一見するとブルジョア的富は、ひとつの巨大な商品集積としてあらわれ、個々の商品はこの富の原基的定在としてあらわれる。しかもおのおのの商品は、使用価値と交換価値という二重性の視点のもとに自己をあらわしている。
 商品はまず、イギリスの経済学者たちのいい方にしたがえば「生活にとって必要な、やくに立つ、あるいは快適な、なんらかの物」であり、人間の欲望の対象であり、もっとも広い意味での生活資料である。使用価値としての商品のこのような定在と、その商品の自然的な、手につかむことのできる実在とは合致している。たとえば小麦は、綿花、ガラス、紙などのような使用価値とはちがったひとつの特定の使用価値である。使用価値は、使用に関してのみ価値をもち、ただ消費の過程においてのみ実現される。同じ使用価値はいろいろに利用されうる。にもかかわらず、その使用価値のおよそ可能な利用のすべては、一定の諸属性をそなえた物としてのその使用価値の定在のうちに総括されている。さらに使用価値は、質的に規定されているばかりでなく、量的にも規定されている。その自然的特性にしたがって、さまざまの使用価値は、たとえば、小麦幾シェッフェル、紙幾帖、リンネル幾エレ、などのようにさまざまな尺度をもっている。

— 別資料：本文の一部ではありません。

use crate::dataset::{AircraftRecord, Dataset};
use crate::debounce::{Debouncer, Ticket};
use crate::geometry::{self, default_wing_area};
use crate::search::suggest;
use crate::settings::{Settings, DEFAULT_ANGLE_DEG};
use crate::speed::{self, TakeoffEstimate};
use log::debug;
use std::sync::Arc;
use std::time::{Duration, Instant};

/// State behind one lookup form: the typed query, its suggestions, the
/// selected aircraft and the two numeric inputs.
///
/// Every user event maps to one method. Searches are debounced: `set_query`
/// only schedules, and `tick` applies whatever is due.
#[derive(Debug)]
pub struct Session {
    dataset: Arc<Dataset>,
    query: String,
    override_wing_area: Option<f64>,
    angle_deg: f64,
    suggestions: Vec<Arc<AircraftRecord>>,
    selection: Option<Arc<AircraftRecord>>,
    pending_search: Debouncer<String>,
}

impl Session {
    pub fn new(dataset: Arc<Dataset>) -> Self {
        Self::with_timing(dataset, crate::debounce::DEFAULT_QUIET_PERIOD, DEFAULT_ANGLE_DEG)
    }

    pub fn from_settings(dataset: Arc<Dataset>, settings: &Settings) -> Self {
        Self::with_timing(dataset, settings.debounce(), settings.default_angle_deg)
    }

    pub fn with_timing(dataset: Arc<Dataset>, quiet_period: Duration, angle_deg: f64) -> Self {
        Self {
            dataset,
            query: String::new(),
            override_wing_area: None,
            angle_deg,
            suggestions: Vec::new(),
            selection: None,
            pending_search: Debouncer::new(quiet_period),
        }
    }

    pub fn dataset(&self) -> &Arc<Dataset> {
        &self.dataset
    }

    pub fn query(&self) -> &str {
        &self.query
    }

    pub fn override_wing_area(&self) -> Option<f64> {
        self.override_wing_area
    }

    pub fn angle_deg(&self) -> f64 {
        self.angle_deg
    }

    pub fn suggestions(&self) -> &[Arc<AircraftRecord>] {
        &self.suggestions
    }

    pub fn selection(&self) -> Option<&Arc<AircraftRecord>> {
        self.selection.as_ref()
    }

    pub fn has_pending_search(&self) -> bool {
        self.pending_search.is_pending()
    }

    /// Records a keystroke and (re)schedules the search for it.
    pub fn set_query(&mut self, text: &str, now: Instant) -> Ticket {
        self.query = text.to_string();
        self.pending_search.schedule(self.query.clone(), now)
    }

    /// Runs the search whose quiet period has elapsed, if any.
    /// Returns true when the suggestion list was replaced.
    pub fn tick(&mut self, now: Instant) -> bool {
        match self.pending_search.poll(now) {
            Some((ticket, query)) => self.run_search(ticket, &query),
            None => false,
        }
    }

    /// Runs a pending search right away.
    pub fn flush_search(&mut self) -> bool {
        match self.pending_search.flush() {
            Some((ticket, query)) => self.run_search(ticket, &query),
            None => false,
        }
    }

    /// Takes the due query without searching, for callers that perform the
    /// lookup elsewhere and report back through `apply_suggestions`.
    pub fn take_due_query(&mut self, now: Instant) -> Option<(Ticket, String)> {
        self.pending_search.poll(now)
    }

    /// Installs results produced for `ticket`. Results for a superseded ticket
    /// are dropped so a slow lookup never overwrites a newer one.
    pub fn apply_suggestions(&mut self, ticket: Ticket, results: Vec<Arc<AircraftRecord>>) -> bool {
        if !self.pending_search.is_current(ticket) {
            debug!("Dropping stale suggestions — ticket={:?}", ticket);
            return false;
        }
        self.suggestions = results;
        true
    }

    fn run_search(&mut self, ticket: Ticket, query: &str) -> bool {
        let results = suggest(query, self.dataset.records());
        self.apply_suggestions(ticket, results)
    }

    /// Picks a suggestion: fills the query with its model name, closes the
    /// list and prefills the wing area from the record.
    pub fn select_suggestion(&mut self, record: Arc<AircraftRecord>) {
        self.query = record.model_name().unwrap_or_default().to_string();
        self.override_wing_area = default_wing_area(&record);
        self.suggestions.clear();
        self.pending_search.cancel();
        debug!(
            "Selected aircraft — model={:?} wing_area={:?}",
            record.model_name(),
            self.override_wing_area
        );
        self.selection = Some(record);
    }

    /// Selects the `index`th current suggestion. Returns false when out of range.
    pub fn select_index(&mut self, index: usize) -> bool {
        match self.suggestions.get(index).cloned() {
            Some(record) => {
                self.select_suggestion(record);
                true
            }
            None => false,
        }
    }

    /// Sets or clears the wing-area override from raw input.
    pub fn set_override_wing_area(&mut self, text: &str) {
        self.override_wing_area = geometry::parse_override(text);
    }

    pub fn set_angle(&mut self, text: &str) {
        self.angle_deg = geometry::parse_angle(text);
    }

    pub fn effective_wing_area(&self) -> Option<f64> {
        geometry::effective_wing_area(self.override_wing_area, self.selection.as_deref())
    }

    /// Value shown in the wing-area box.
    pub fn wing_area_display(&self) -> Option<f64> {
        self.override_wing_area
            .or_else(|| self.effective_wing_area())
    }

    pub fn estimate(&self) -> TakeoffEstimate {
        speed::estimate_takeoff(
            self.effective_wing_area(),
            self.selection.as_deref(),
            self.angle_deg,
        )
    }
}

 富の社会的形態がどうあろうとも、使用価値はつねに、そうした形態にたいしては、さしあたり無関係な富の内容をなしている。小麦を味わっただけでは、誰がそれをつくったのか、ロシアの農奴がつくったのか、フランスの分割地農民がつくったのか、それともイギリスの資本家がつくったのかはわかるものではない。使用価値は、たとえ社会的欲望の対象であり、したがってまた社会的連関のなかにあるとはいえ、すこしも社会的生産関係を表現するものではない。使用価値としてのこの商品が、たとえば一個のダイヤモンドであるとしよう。ダイヤモンドをみたところで、それが商品だということは認識できない。それが美的にであろうと機械的にであろうと、娼婦の胸においてであろうと、あるいはガラス切り工の手においてであろうと、使用価値として役立っているばあいには、それはダイヤモンドであって商品ではない。使用価値であるということは、商品にとっては不可欠な前提だと思われるが、商品であるということは、使用価値にとってはどうでもよい規定であるように思われる。経済的形態規定にたいしてこのように無関係なばあいの使用価値、つまり使用価値としての使用価値は、経済学の考察範囲外にある。この範囲内に使用価値がはいってくるのは、使用価値そのものが形態規定であるばあいだけである。直接には、使用価値は、一定の経済的関係である交換価値が、それでみずからを表示する素材的土台なのである。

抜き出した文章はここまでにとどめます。